**PROMPT**. Copy every line below precisely, leaving nothing out.
▬▬▬▬▬▬
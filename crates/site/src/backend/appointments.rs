//! Appointment endpoints.
//!
//! Booking requires a logged-in user; the full list and status changes
//! are admin operations.

use reqwest::Method;
use serde::Serialize;

use unique_cctv_core::AppointmentId;

use super::types::{Appointment, AppointmentInput, AppointmentStatus};
use super::{BackendClient, BackendError};

#[derive(Debug, Serialize)]
struct StatusUpdate {
    status: AppointmentStatus,
}

impl BackendClient {
    /// Book an appointment for the current user.
    pub async fn book_appointment(
        &self,
        token: &str,
        input: &AppointmentInput,
    ) -> Result<Appointment, BackendError> {
        self.send_authed(Method::POST, "/appointments", token, Some(input))
            .await
    }

    /// List all appointments (admin).
    pub async fn list_appointments(&self, token: &str) -> Result<Vec<Appointment>, BackendError> {
        self.get_authed("/appointments", token).await
    }

    /// Change an appointment's scheduling status (admin).
    pub async fn update_appointment_status(
        &self,
        token: &str,
        id: &AppointmentId,
        status: AppointmentStatus,
    ) -> Result<Appointment, BackendError> {
        self.send_authed(
            Method::PATCH,
            &format!("/appointments/{id}/status"),
            token,
            Some(&StatusUpdate { status }),
        )
        .await
    }
}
▬▬▬▬▬▬
**WRITTEN ANSWER**.
filename crates/site/src/backend/appointments.rs
//! Appointment endpoints.
//!
//! Booking requires a logged-in user; the full list and status changes
//! are admin operations.

use reqwest::Method;
use serde::Serialize;

use unique_cctv_core::AppointmentId;

use super::types::{Appointment, AppointmentInput, AppointmentStatus};
use super::{BackendClient, BackendError};

#[derive(Debug, Serialize)]
struct StatusUpdate {
    status: AppointmentStatus,
}

impl BackendClient {
    /// Book an appointment for the current user.
    pub async fn book_appointment(
        &self,
        token: &str,
        input: &AppointmentInput,
    ) -> Result<Appointment, BackendError> {
        self.send_authed(Method::POST, "/appointments", token, Some(input))
            .await
    }

    /// List all appointments (admin).
    pub async fn list_appointments(&self, token: &str) -> Result<Vec<Appointment>, BackendError> {
        self.get_authed("/appointments", token).await
    }

    /// Change an appointment's scheduling status (admin).
    pub async fn update_appointment_status(
        &self,
        token: &str,
        id: &AppointmentId,
        status: AppointmentStatus,
    ) -> Result<Appointment, BackendError> {
        self.send_authed(
            Method::PATCH,
            &format!("/appointments/{id}/status"),
            token,
            Some(&StatusUpdate { status }),
        )
        .await
    }
}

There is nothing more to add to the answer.